Trewhella Brothers built some amazing winches and from what I can discover the Monkey (stump puller) winch was very well thought of in both timber work and heavy haulage. However, its one failing that preventing it from being adopted by the military was that it can not safely release a load without the same amount of muscle power used to apply it.

My elderly lump of solid rust formally known as a Monkey Winch!

The Wallaby winch was its replacement with an unloaded release mechanism. This made it safe to release a load without the winch rope running away.

The Wallably is a little lighter in weight then the Monkey and a little more compact. It does, however, use the same winch drum and ratcheting mechanism and so should have an equivalent reserve of hauling ability.

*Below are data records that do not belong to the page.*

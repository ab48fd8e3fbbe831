//! Shared types for the API layer.

use std::collections::HashMap;
use std::path::PathBuf;
use std::sync::{Arc, Mutex};

use rusqlite::Connection;
use tokio::sync::broadcast;

use crate::api::error::ApiError;
use crate::api::stock_feed::StockEvent;
use crate::scope::ScopeDescriptor;

/// Broadcast capacity for the stock feed. Lagging subscribers miss events
/// rather than applying backpressure to the ledger path.
const STOCK_FEED_CAPACITY: usize = 256;

/// Shared context for all routes and middleware. Connections are opened
/// per request; sessions live in memory and die with the process.
#[derive(Clone)]
pub struct ApiContext {
    pub db_path: Arc<PathBuf>,
    pub sessions: Arc<Mutex<SessionStore>>,
    pub stock_tx: broadcast::Sender<StockEvent>,
}

impl ApiContext {
    pub fn new(db_path: PathBuf) -> Self {
        let (stock_tx, _) = broadcast::channel(STOCK_FEED_CAPACITY);
        Self {
            db_path: Arc::new(db_path),
            sessions: Arc::new(Mutex::new(SessionStore::new())),
            stock_tx,
        }
    }

    pub fn open_db(&self) -> Result<Connection, ApiError> {
        Ok(crate::db::open_database(&self.db_path)?)
    }

    /// Fire-and-forget stock feed publish. A send error only means there
    /// are no subscribers right now.
    pub fn publish_stock(&self, event: StockEvent) {
        let _ = self.stock_tx.send(event);
    }
}

/// In-memory bearer session store. Tokens are stored as SHA-256 hashes;
/// the plaintext token is returned to the client once, at login.
pub struct SessionStore {
    sessions: HashMap<[u8; 32], ScopeDescriptor>,
}

impl SessionStore {
    pub fn new() -> Self {
        Self {
            sessions: HashMap::new(),
        }
    }

    /// Issue a fresh token for the given scope. Returns the plaintext token.
    pub fn issue(&mut self, scope: ScopeDescriptor) -> String {
        let token = generate_token();
        self.sessions.insert(hash_token(&token), scope);
        token
    }

    pub fn validate(&self, token: &str) -> Option<ScopeDescriptor> {
        self.sessions.get(&hash_token(token)).cloned()
    }

    pub fn revoke(&mut self, token: &str) -> bool {
        self.sessions.remove(&hash_token(token)).is_some()
    }

    /// Drop every session belonging to a user, e.g. after the account is
    /// rejected or deleted.
    pub fn revoke_user(&mut self, user_id: &uuid::Uuid) {
        self.sessions.retain(|_, scope| scope.user_id != *user_id);
    }
}

impl Default for SessionStore {
    fn default() -> Self {
        Self::new()
    }
}

/// Hash a bearer token string using SHA-256.
pub fn hash_token(token: &str) -> [u8; 32] {
    use sha2::{Digest, Sha256};
    let mut hasher = Sha256::new();
    hasher.update(token.as_bytes());
    hasher.finalize().into()
}

/// Generate a random bearer token (URL-safe base64, 32 bytes of entropy).
pub fn generate_token() -> String {
    use base64::Engine;
    let bytes: [u8; 32] = rand::random();
    base64::engine::general_purpose::URL_SAFE_NO_PAD.encode(bytes)
}

#[cfg(test)]
mod tests {
    use super::*;
    use crate::models::enums::Role;
    use uuid::Uuid;

    fn scope() -> ScopeDescriptor {
        ScopeDescriptor {
            user_id: Uuid::new_v4(),
            role: Role::BasicVet,
            province: "South".into(),
            district: "Huye".into(),
            sector: "Ngoma".into(),
        }
    }

    #[test]
    fn issued_token_validates() {
        let mut store = SessionStore::new();
        let s = scope();
        let token = store.issue(s.clone());
        let found = store.validate(&token).unwrap();
        assert_eq!(found.user_id, s.user_id);
    }

    #[test]
    fn unknown_token_is_rejected() {
        let store = SessionStore::new();
        assert!(store.validate("not-a-token").is_none());
    }

    #[test]
    fn revoke_invalidates() {
        let mut store = SessionStore::new();
        let token = store.issue(scope());
        assert!(store.revoke(&token));
        assert!(store.validate(&token).is_none());
        assert!(!store.revoke(&token));
    }

    #[test]
    fn revoke_user_drops_all_their_sessions() {
        let mut store = SessionStore::new();
        let s = scope();
        let t1 = store.issue(s.clone());
        let t2 = store.issue(s.clone());
        let other = store.issue(scope());
        store.revoke_user(&s.user_id);
        assert!(store.validate(&t1).is_none());
        assert!(store.validate(&t2).is_none());
        assert!(store.validate(&other).is_some());
    }

    #[test]
    fn generate_token_is_unique() {
        assert_ne!(generate_token(), generate_token());
    }

    #[test]
    fn hash_token_is_deterministic() {
        assert_eq!(hash_token("t"), hash_token("t"));
        assert_ne!(hash_token("a"), hash_token("b"));
    }
}
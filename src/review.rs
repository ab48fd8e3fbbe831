//! Report review workflow.
//!
//! A single ordered pipeline with two reviewer tiers. The transition table
//! is closed: anything not listed in `validate_review` is rejected and the
//! report row stays untouched.
//!
//! ```text
//! pending ── sector ──▶ reviewed | approved | rejected | requires_revision
//! pending ── district ─▶ approved | rejected | requires_revision
//! reviewed ─ district ─▶ approved | rejected | requires_revision
//! requires_revision ── submitter resubmit ──▶ pending
//! rejected ── submitter delete
//! ```

use rusqlite::{Connection, TransactionBehavior};
use thiserror::Error;
use uuid::Uuid;

use crate::db::repository;
use crate::db::DatabaseError;
use crate::models::enums::ReportStatus;
use crate::models::Report;
use crate::scope::ScopeDescriptor;

/// Reviewer tier acting on a report. Sector is tier 1, district tier 2.
#[derive(Debug, Clone, Copy, PartialEq, Eq)]
pub enum ReviewTier {
    Sector,
    District,
}

#[derive(Debug, Error)]
pub enum ReviewError {
    #[error("Report not found: {0}")]
    NotFound(Uuid),

    #[error("Invalid transition: {from:?} -> {to:?} at {tier:?} tier")]
    InvalidTransition {
        from: ReportStatus,
        to: ReportStatus,
        tier: ReviewTier,
    },

    #[error("Caller is outside the required review scope")]
    OutOfScope,

    #[error("Only the original submitter may do this")]
    NotSubmitter,

    #[error("Report is not in an actionable state: {0:?}")]
    NotActionable(ReportStatus),

    #[error(transparent)]
    Database(#[from] DatabaseError),
}

impl From<rusqlite::Error> for ReviewError {
    fn from(err: rusqlite::Error) -> Self {
        ReviewError::Database(DatabaseError::Sqlite(err))
    }
}

/// The closed transition table for reviewer verdicts.
pub fn validate_review(
    current: ReportStatus,
    tier: ReviewTier,
    verdict: ReportStatus,
) -> Result<(), ReviewError> {
    let allowed = match (tier, current) {
        (ReviewTier::Sector, ReportStatus::Pending) => matches!(
            verdict,
            ReportStatus::Reviewed
                | ReportStatus::Approved
                | ReportStatus::Rejected
                | ReportStatus::RequiresRevision
        ),
        // District review is layered on top: it may act on fresh reports or
        // on reports the sector tier already marked reviewed.
        (ReviewTier::District, ReportStatus::Pending | ReportStatus::Reviewed) => matches!(
            verdict,
            ReportStatus::Approved | ReportStatus::Rejected | ReportStatus::RequiresRevision
        ),
        _ => false,
    };

    if allowed {
        Ok(())
    } else {
        Err(ReviewError::InvalidTransition {
            from: current,
            to: verdict,
            tier,
        })
    }
}

/// Apply a reviewer verdict. Load, scope check, transition check, and write
/// happen inside one immediate transaction, so transitions are atomic per
/// report.
pub fn review_report(
    conn: &mut Connection,
    report_id: &Uuid,
    reviewer: &ScopeDescriptor,
    tier: ReviewTier,
    verdict: ReportStatus,
    notes: Option<&str>,
) -> Result<Report, ReviewError> {
    let tx = conn.transaction_with_behavior(TransactionBehavior::Immediate)?;

    let report = repository::get_report(&tx, report_id)?
        .ok_or(ReviewError::NotFound(*report_id))?;

    let in_scope = match tier {
        ReviewTier::Sector => reviewer.reviews_sector(&report.sector),
        ReviewTier::District => reviewer.reviews_district(&report.district),
    };
    if !in_scope {
        return Err(ReviewError::OutOfScope);
    }

    validate_review(report.status, tier, verdict)?;

    match tier {
        ReviewTier::Sector => {
            repository::apply_sector_review(&tx, report_id, verdict, notes, &reviewer.user_id)?
        }
        ReviewTier::District => {
            repository::apply_district_review(&tx, report_id, verdict, notes, &reviewer.user_id)?
        }
    }

    let updated = repository::get_report(&tx, report_id)?
        .ok_or(ReviewError::NotFound(*report_id))?;
    tx.commit()?;

    tracing::info!(%report_id, ?tier, status = verdict.as_str(), "report reviewed");
    Ok(updated)
}

/// Submitter resubmission: only from `requires_revision`, and only by the
/// original submitter. Resets the report to `pending`; prior review notes
/// stay on the record.
pub fn resubmit_report(
    conn: &mut Connection,
    report_id: &Uuid,
    caller: &ScopeDescriptor,
    title: &str,
    content: &str,
) -> Result<Report, ReviewError> {
    let tx = conn.transaction_with_behavior(TransactionBehavior::Immediate)?;

    let report = repository::get_report(&tx, report_id)?
        .ok_or(ReviewError::NotFound(*report_id))?;
    if !caller.owns(&report.submitter_id) {
        return Err(ReviewError::NotSubmitter);
    }
    if report.status != ReportStatus::RequiresRevision {
        return Err(ReviewError::NotActionable(report.status));
    }

    repository::apply_resubmission(&tx, report_id, title, content)?;
    let updated = repository::get_report(&tx, report_id)?
        .ok_or(ReviewError::NotFound(*report_id))?;
    tx.commit()?;

    tracing::info!(%report_id, "report resubmitted");
    Ok(updated)
}

/// Submitter deletion: only rejected reports, only by the submitter.
pub fn delete_report(
    conn: &mut Connection,
    report_id: &Uuid,
    caller: &ScopeDescriptor,
) -> Result<(), ReviewError> {
    let tx = conn.transaction_with_behavior(TransactionBehavior::Immediate)?;

    let report = repository::get_report(&tx, report_id)?
        .ok_or(ReviewError::NotFound(*report_id))?;
    if !caller.owns(&report.submitter_id) {
        return Err(ReviewError::NotSubmitter);
    }
    if report.status != ReportStatus::Rejected {
        return Err(ReviewError::NotActionable(report.status));
    }

    repository::delete_report(&tx, report_id)?;
    tx.commit()?;
    Ok(())
}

My first task after unloading it from the car was a quick inspection. I good squirt of WD40 all over the moving parts ensure it all moved freely. The cable was loose on the drum and tangled so I worked it all around, freewheeling the drum, and pulling out the rope. The rope is about 10m long with special hook on the end.

I then rewound the rope, checking it as I went, and also checking the ratcheting mechanism all functioned as it should. All was good. There were no loose of damaged strands  in the rope, and just some expected kinks at the hook end.

The huge hook is rather special, it allows the hook to be safely hooked back onto the rope without damage. This is not usually recommended with wire rope and an ordinary hook.

So, what am I going to do with the Wallaby?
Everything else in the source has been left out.